Oui avec des réserves à la surveillance modernisée de l’AVS

Le Conseil fédéral entend modifier la loi sur l’AVS pour moderniser la surveillance et la gouvernance du premier pilier. Les employeurs saluent certes l’orientation du projet du Conseil fédéral, mais ils en rejettent certaines propositions.

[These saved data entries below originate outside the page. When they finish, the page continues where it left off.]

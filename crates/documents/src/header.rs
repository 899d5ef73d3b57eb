use chrono::NaiveDate;
use serde::{Deserialize, Serialize};

use forgewms_core::FieldViolation;

use crate::status::DocumentKind;

#[derive(Debug, Clone, Copy, PartialEq, Eq, Serialize, Deserialize)]
pub enum ReceiptType {
    Purchase,
    Return,
    Transfer,
    Other,
}

#[derive(Debug, Clone, Copy, PartialEq, Eq, Serialize, Deserialize)]
pub enum IssueType {
    Sales,
    Return,
    Transfer,
    Internal,
}

/// Issue allocation mode.
#[derive(Debug, Clone, Copy, PartialEq, Eq, Serialize, Deserialize)]
pub enum IssueMode {
    /// One location per line.
    Summary,
    /// Location resolved per detail; a line may span locations.
    Detail,
}

/// Which on-hand records a count plan covers.
#[derive(Debug, Clone, Copy, PartialEq, Eq, Serialize, Deserialize)]
pub enum CountScope {
    Full,
    ByLocation,
    ByItem,
}

/// The other party of a document.
#[derive(Debug, Clone, PartialEq, Eq, Serialize, Deserialize)]
#[serde(tag = "kind", content = "code")]
pub enum Counterpart {
    Partner(String),
    Warehouse(String),
}

/// Kind-specific header fields; the variant fixes the document kind.
#[derive(Debug, Clone, PartialEq, Eq, Serialize, Deserialize)]
#[serde(tag = "kind")]
pub enum KindDetail {
    Receipt { receipt_type: ReceiptType },
    Issue { issue_type: IssueType, mode: IssueMode },
    Transfer { to_warehouse_code: String },
    Count { scope: CountScope },
}

impl KindDetail {
    pub fn kind(&self) -> DocumentKind {
        match self {
            KindDetail::Receipt { .. } => DocumentKind::Receipt,
            KindDetail::Issue { .. } => DocumentKind::Issue,
            KindDetail::Transfer { .. } => DocumentKind::Transfer,
            KindDetail::Count { .. } => DocumentKind::Count,
        }
    }
}

#[derive(Debug, Clone, PartialEq, Eq, Serialize, Deserialize)]
pub struct DocumentHeader {
    /// Warehouse the document operates in (receiving, source or counted).
    pub warehouse_code: String,
    pub counterpart: Option<Counterpart>,
    pub document_date: NaiveDate,
    pub expected_date: Option<NaiveDate>,
    pub reference_no: Option<String>,
    pub note: Option<String>,
    pub detail: KindDetail,
}

impl DocumentHeader {
    pub fn kind(&self) -> DocumentKind {
        self.detail.kind()
    }

    pub fn issue_mode(&self) -> Option<IssueMode> {
        match &self.detail {
            KindDetail::Issue { mode, .. } => Some(*mode),
            _ => None,
        }
    }

    pub fn partner_code(&self) -> Option<&str> {
        match &self.counterpart {
            Some(Counterpart::Partner(code)) => Some(code),
            _ => None,
        }
    }

    /// Required-field checks applied on every submit.
    pub fn violations(&self) -> Vec<FieldViolation> {
        let mut out = Vec::new();

        if self.warehouse_code.trim().is_empty() {
            out.push(FieldViolation::new("header.warehouse_code", "warehouse is required"));
        }

        if let Some(expected) = self.expected_date {
            if expected < self.document_date {
                out.push(FieldViolation::new(
                    "header.expected_date",
                    "expected date cannot precede the document date",
                ));
            }
        }

        match &self.detail {
            KindDetail::Receipt { receipt_type } => match receipt_type {
                ReceiptType::Purchase | ReceiptType::Return => {
                    self.require_partner(&mut out);
                }
                ReceiptType::Transfer => self.require_warehouse_counterpart(&mut out),
                ReceiptType::Other => {}
            },
            KindDetail::Issue { issue_type, .. } => match issue_type {
                IssueType::Sales | IssueType::Return => self.require_partner(&mut out),
                IssueType::Transfer => self.require_warehouse_counterpart(&mut out),
                IssueType::Internal => {}
            },
            KindDetail::Transfer { to_warehouse_code } => {
                if to_warehouse_code.trim().is_empty() {
                    out.push(FieldViolation::new(
                        "header.to_warehouse_code",
                        "destination warehouse is required",
                    ));
                } else if to_warehouse_code == &self.warehouse_code {
                    out.push(FieldViolation::new(
                        "header.to_warehouse_code",
                        "destination must differ from the source warehouse",
                    ));
                }
            }
            KindDetail::Count { .. } => {}
        }

        out
    }

    fn require_partner(&self, out: &mut Vec<FieldViolation>) {
        match &self.counterpart {
            Some(Counterpart::Partner(code)) if !code.trim().is_empty() => {}
            _ => out.push(FieldViolation::new("header.counterpart", "partner is required")),
        }
    }

    fn require_warehouse_counterpart(&self, out: &mut Vec<FieldViolation>) {
        match &self.counterpart {
            Some(Counterpart::Warehouse(code)) if !code.trim().is_empty() => {}
            _ => out.push(FieldViolation::new(
                "header.counterpart",
                "counterpart warehouse is required",
            )),
        }
    }
}

#[cfg(test)]
mod tests {
    use super::*;

    fn header(detail: KindDetail, counterpart: Option<Counterpart>) -> DocumentHeader {
        DocumentHeader {
            warehouse_code: "WH1".into(),
            counterpart,
            document_date: NaiveDate::from_ymd_opt(2024, 6, 1).unwrap(),
            expected_date: None,
            reference_no: None,
            note: None,
            detail,
        }
    }

    #[test]
    fn purchase_receipt_requires_partner() {
        let h = header(
            KindDetail::Receipt {
                receipt_type: ReceiptType::Purchase,
            },
            None,
        );
        let v = h.violations();
        assert_eq!(v.len(), 1);
        assert_eq!(v[0].field, "header.counterpart");
    }

    #[test]
    fn transfer_destination_must_differ() {
        let h = header(
            KindDetail::Transfer {
                to_warehouse_code: "WH1".into(),
            },
            None,
        );
        assert_eq!(h.violations()[0].field, "header.to_warehouse_code");
    }

    #[test]
    fn internal_issue_needs_only_warehouse() {
        let mut h = header(
            KindDetail::Issue {
                issue_type: IssueType::Internal,
                mode: IssueMode::Summary,
            },
            None,
        );
        assert!(h.violations().is_empty());
        h.warehouse_code = " ".into();
        assert_eq!(h.violations()[0].field, "header.warehouse_code");
    }
}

Par le passé, le système du premier pilier a fait ses preuves. L’Union patronale suisse (UPS) reconnaît, dans sa réponse à la procédure de consultation, l’aspiration du Conseil fédéral à moderniser les règles de gouvernance et de surveillance du premier pilier. Le projet doit être aménagé de telle manière que les dispositions de la loi aient un effet positif sur l’exploitation des opportunités qu’offrent aussi l’automatisation et la numérisation dans le premier pilier. Mais du fait que certaines des dispositions du Conseil fédéral entraînent des coûts administratifs élevés, l’UPS demande un rapport coûts/efficacité de toutes les dispositions et de leurs conséquences.

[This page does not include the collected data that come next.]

//! Two-phase guarded actions.
//!
//! `dry_run` describes what an action would do and whether it is allowed;
//! `confirm` performs it only when the caller decides to proceed.

use serde::{Deserialize, Serialize};

use forgewms_core::{ActorId, DocumentNo, DomainError};

use crate::count::CountSelector;
use crate::header::CountScope;
use crate::masterdata::MasterRecord;

#[derive(Debug, Clone, PartialEq, Eq, Serialize, Deserialize)]
#[serde(tag = "action", rename_all = "snake_case")]
pub enum GuardedAction {
    CancelDocument {
        doc_no: DocumentNo,
        actor: ActorId,
    },
    RejectReceipt {
        doc_no: DocumentNo,
        actor: ActorId,
        reason: String,
    },
    RegenerateCountPlan {
        doc_no: DocumentNo,
        scope: CountScope,
        selector: CountSelector,
    },
    DeactivateMasterRecord {
        record: MasterRecord,
    },
}

/// Consequence description returned by a dry run.
#[derive(Debug, Clone, PartialEq, Eq, Serialize, Deserialize)]
pub struct GuardReport {
    pub action: GuardedAction,
    /// `Some` when the action cannot be performed at all.
    pub blocked_reason: Option<String>,
    pub consequences: Vec<String>,
    /// The action discards or cascades and should not run without a
    /// deliberate `Decision::Proceed`.
    pub requires_confirmation: bool,
}

impl GuardReport {
    pub fn allowed(action: GuardedAction, consequences: Vec<String>, requires_confirmation: bool) -> Self {
        Self {
            action,
            blocked_reason: None,
            consequences,
            requires_confirmation,
        }
    }

    pub fn blocked(action: GuardedAction, reason: impl Into<String>) -> Self {
        Self {
            action,
            blocked_reason: Some(reason.into()),
            consequences: Vec::new(),
            requires_confirmation: false,
        }
    }

    pub fn is_allowed(&self) -> bool {
        self.blocked_reason.is_none()
    }

    /// The guard violation a blocked report stands for.
    pub fn ensure_allowed(&self) -> Result<(), DomainError> {
        match &self.blocked_reason {
            Some(reason) => Err(DomainError::guard(reason.clone())),
            None => Ok(()),
        }
    }
}

/// The caller's answer to a guard report.
#[derive(Debug, Clone, Copy, PartialEq, Eq, Serialize, Deserialize)]
pub enum Decision {
    Proceed,
    Decline,
}

#[derive(Debug, Clone, PartialEq, Eq, Serialize, Deserialize)]
pub enum ActionOutcome {
    /// The mutation happened; lists every document it touched.
    Performed { touched: Vec<DocumentNo> },
    /// The caller declined; nothing changed.
    Declined,
}

impl ActionOutcome {
    pub fn is_declined(&self) -> bool {
        matches!(self, ActionOutcome::Declined)
    }
}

Le Conseil fédéral entend aussi procéder dans la prévoyance professionnelle à différentes adaptations de points sur lesquels les employeurs dans leur majorité adoptent un point de vue critique. Par exemple, l’UPS rejette résolument l’adoption de la taxe de surveillance due par le biais du fonds de garantie. Mais elle soutient la nouvelle réglementation qui empêche les membres des gouvernements cantonaux de siéger dans les organes de surveillance des institutions de prévoyance du deuxième pilier. En même temps, l’UPS déconseille de poursuivre plus avant l’idée d’un contrôle amélioré du transfert des prestations de libre passage. Il n’y a aucune nécessité d’agir sur le plan législatif à cet égard. Les dispositions proposées en matière d’exécution ne sont pas non plus convaincantes, pas plus que les coûts qui en résulteraient. Par ailleurs, l’UPS salue le durcissement des conditions de reprise d’effectifs de bénéficiaires de rentes.